2016-04-27-1461780936-9032002-foodsformood11.jpeg
Photo: Unsplash/Keran Look Loy

By Erin Magner for Well+Good

By now, we all know the rules of good gut health: eat lots of fiber and fermented foods, along with plenty of other prebiotics and probiotics. But did you know that a healthy microbiome is just as crucial for our mental health as it is for our digestion?

As science has proven, our digestive tract isn't just filled with bacteria, but also with a whole lot of nerves. "The gut has its own 'brain' called the enteric nervous system, which hosts somewhere around 500 million neurons," says Eve Kalinik, a UK-based certified nutritional therapist. She adds that the brain and gut neurons are directly connected via the vagus nerve, explaining why we feel "butterflies in the stomach" when faced with an anxiety-provoking situation.

And that's not all. Gut bacteria play a major role in our gray matter function, too. "Recent research has directly [shown] the microbiome influences neurotransmitters in the brain, affecting the way that we think and feel," says Kalinik. "Certain strains of beneficial bacteria can themselves produce many of the same mood-positive chemicals used in brain signaling, such as dopamine, serotonin, and GABA."

Needless to say, when our bellies are out of whack, our state of mind takes a dive as well. But according to Kalinik, there are three major things we can do to keep our microflora flourishing and, in turn, nourishing our brains with the good stuff.

1. Bolster your good bacteria.
"Refined foods can impair the growth of beneficial bacteria strains by feeding the ones that we don't want," says Kalinik. "Eating more natural probiotics will help to promote the growth of beneficial strains, which can help support increased secretion of the brain chemicals that have a positive influence on mood."

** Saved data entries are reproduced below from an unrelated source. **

//! Maps a workload name to a fresh snapshot of its container

use crate::runtime::{InstanceSummary, RuntimeError, RuntimeGateway};
use std::fmt;
use std::sync::Arc;
use tracing::debug;

/// Status prefix the runtime reports for a running container
pub const RUNNING_STATUS_PREFIX: &str = "Up ";

/// Address a single request is forwarded to
#[derive(Debug, Clone, PartialEq, Eq, Hash)]
pub struct Target {
    host: String,
    port: u16,
}

impl Target {
    pub fn new(host: impl Into<String>, port: u16) -> Self {
        Self {
            host: host.into(),
            port,
        }
    }

    pub fn host(&self) -> &str {
        &self.host
    }

    pub fn port(&self) -> u16 {
        self.port
    }

    /// Absolute backend URI for a request path
    pub fn uri(&self, path_and_query: &str) -> String {
        format!("http://{}{}", self, path_and_query)
    }
}

impl fmt::Display for Target {
    fn fmt(&self, f: &mut fmt::Formatter<'_>) -> fmt::Result {
        write!(f, "{}:{}", self.host, self.port)
    }
}

/// Snapshot of a container at query time. Never cached between requests.
#[derive(Debug, Clone, PartialEq, Eq)]
pub struct InstanceDescriptor {
    pub name: String,
    pub status: String,
    /// Host port from the first published mapping
    pub published_port: Option<u16>,
    pub target: Option<Target>,
}

impl InstanceDescriptor {
    /// Descriptor for a container that was just created and never started
    pub fn not_started(name: &str) -> Self {
        Self {
            name: name.to_string(),
            status: String::new(),
            published_port: None,
            target: None,
        }
    }

    pub fn is_running(&self) -> bool {
        self.status.starts_with(RUNNING_STATUS_PREFIX)
    }
}

/// Strip the runtime's leading `/` from a registered name
pub fn canonical_name(raw: &str) -> &str {
    raw.strip_prefix('/').unwrap_or(raw)
}

/// Looks up workload instances through the runtime gateway
#[derive(Clone)]
pub struct InstanceResolver {
    gateway: Arc<dyn RuntimeGateway>,
    upstream_host: String,
}

impl InstanceResolver {
    pub fn new(gateway: Arc<dyn RuntimeGateway>, upstream_host: impl Into<String>) -> Self {
        Self {
            gateway,
            upstream_host: upstream_host.into(),
        }
    }

    pub fn gateway(&self) -> &Arc<dyn RuntimeGateway> {
        &self.gateway
    }

    /// Find the instance registered as `name`.
    ///
    /// Stopped containers are included. Returns `Ok(None)` when nothing
    /// matches; the first match in list order wins.
    pub async fn resolve(&self, name: &str) -> Result<Option<InstanceDescriptor>, RuntimeError> {
        let instances = self.gateway.list_instances(true).await?;

        let found = instances.into_iter().find(|instance| {
            instance
                .names
                .first()
                .is_some_and(|registered| canonical_name(registered) == name)
        });

        let descriptor = found.map(|instance| self.describe(name, instance));
        debug!(
            workload = name,
            found = descriptor.is_some(),
            port = ?descriptor.as_ref().and_then(|d| d.published_port),
            "Resolved workload"
        );
        Ok(descriptor)
    }

    fn describe(&self, name: &str, instance: InstanceSummary) -> InstanceDescriptor {
        let published_port = instance.ports.first().map(|p| p.public_port);
        InstanceDescriptor {
            name: name.to_string(),
            status: instance.status,
            published_port,
            target: published_port.map(|port| Target::new(self.upstream_host.clone(), port)),
        }
    }
}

Look for yogurt and fermented foods--like sauerkraut, kimchi, kefir, and miso--as well as prebiotics such as onions, garlic, leeks, chicory, and Jerusalem artichokes. (Even chocolate can be good for your gut--Kalinik is the go-to nutritionist for Ohso, a probiotic-enhanced chocolate brand.)

2. Don't skimp on fats and protein.
Chicken, turkey, brazil nuts, eggs, avocados, oily fish: all have a powerful impact on our mental state, says Kalinik. (Same goes for fruits and veggies such as bananas, leafy greens, and beets.) "These are sources of important precursor amino acids and cofactor vitamins and minerals, which convert into mood-enhancing brain chemicals," she says. Kale salad topped with serotonin, anyone?